** Dataset records follows **
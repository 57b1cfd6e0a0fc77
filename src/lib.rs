//! # pdf2html-client
//!
//! Upload a PDF to a PDF-to-HTML conversion endpoint and view what comes
//! back.
//!
//! The endpoint answers with an ordered list of HTML documents, one per
//! fixed-size group of pages. This crate keeps that list in memory and
//! offers two ways to look at it plus a way to save each part:
//!
//! * **single tab**: one browser document with every part stacked in its
//!   own borderless, full-viewport frame (`data:` URI sourced);
//! * **multi tab**: one browser document per part, raw HTML, capped by
//!   `max_tabs`;
//! * **download**: `pdf_part_<i>.html` files holding each part verbatim.
//!
//! ## Flow
//!
//! ```text
//! PDF
//!  │
//!  ├─ 1. Upload   multipart POST, field `pdf`          (pipeline::upload)
//!  ├─ 2. Store    replace the chunk list wholesale     (state)
//!  ├─ 3. Controls one download control per chunk       (download)
//!  └─ 4. Render   single tab (frames) or multi tab     (render, pipeline::escape)
//! ```
//!
//! ## Quick Start
//!
//! ```rust,no_run
//! use pdf2html_client::{ClientConfig, ConverterClient, SystemBrowserHost, UploadRequest};
//!
//! #[tokio::main]
//! async fn main() -> Result<(), Box<dyn std::error::Error>> {
//!     let client = ConverterClient::new(ClientConfig::default())?;
//!     let mut browser = SystemBrowserHost::new();
//!
//!     let request = UploadRequest::from_path("document.pdf").await?;
//!     let (outcome, _) = client.submit_and_render(request, &mut browser).await?;
//!     eprintln!("{} parts received", outcome.chunk_count);
//!
//!     // "Try again": re-render without another upload.
//!     client.render(&mut browser)?;
//!     client.download(0)?;
//!     Ok(())
//! }
//! ```
//!
//! ## Feature Flags
//!
//! | Feature | Default | Description |
//! |---------|---------|-------------|
//! | `cli`   | on      | Enables the `pdf2html` binary (clap + anyhow + tracing-subscriber + indicatif) |

// ── Modules ──────────────────────────────────────────────────────────────

pub mod client;
pub mod config;
pub mod download;
pub mod error;
pub mod events;
pub mod pipeline;
pub mod render;
pub mod state;

// ── Re-exports ───────────────────────────────────────────────────────────

pub use client::{convert_to_dir, ConverterClient, UploadOutcome};
pub use config::{ClientConfig, ClientConfigBuilder, QuoteEscaping, RenderMode, UploadPolicy};
pub use download::{part_file_name, DownloadControl, DownloadPanel};
pub use error::{Pdf2HtmlError, UploadFailureClass};
pub use events::{ClientEventCallback, EventCallback, NoopEventCallback};
pub use pipeline::upload::{ConversionResponse, UploadRequest};
pub use render::{BrowsingHost, RenderOptions, RenderReport, SystemBrowserHost};
pub use state::{ChunkStore, UploadTicket};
** End of Dataset records **
■ Task statement
The count alone is needed: how many lines of these entries contain the word "pipeline"?

■ Answer box
4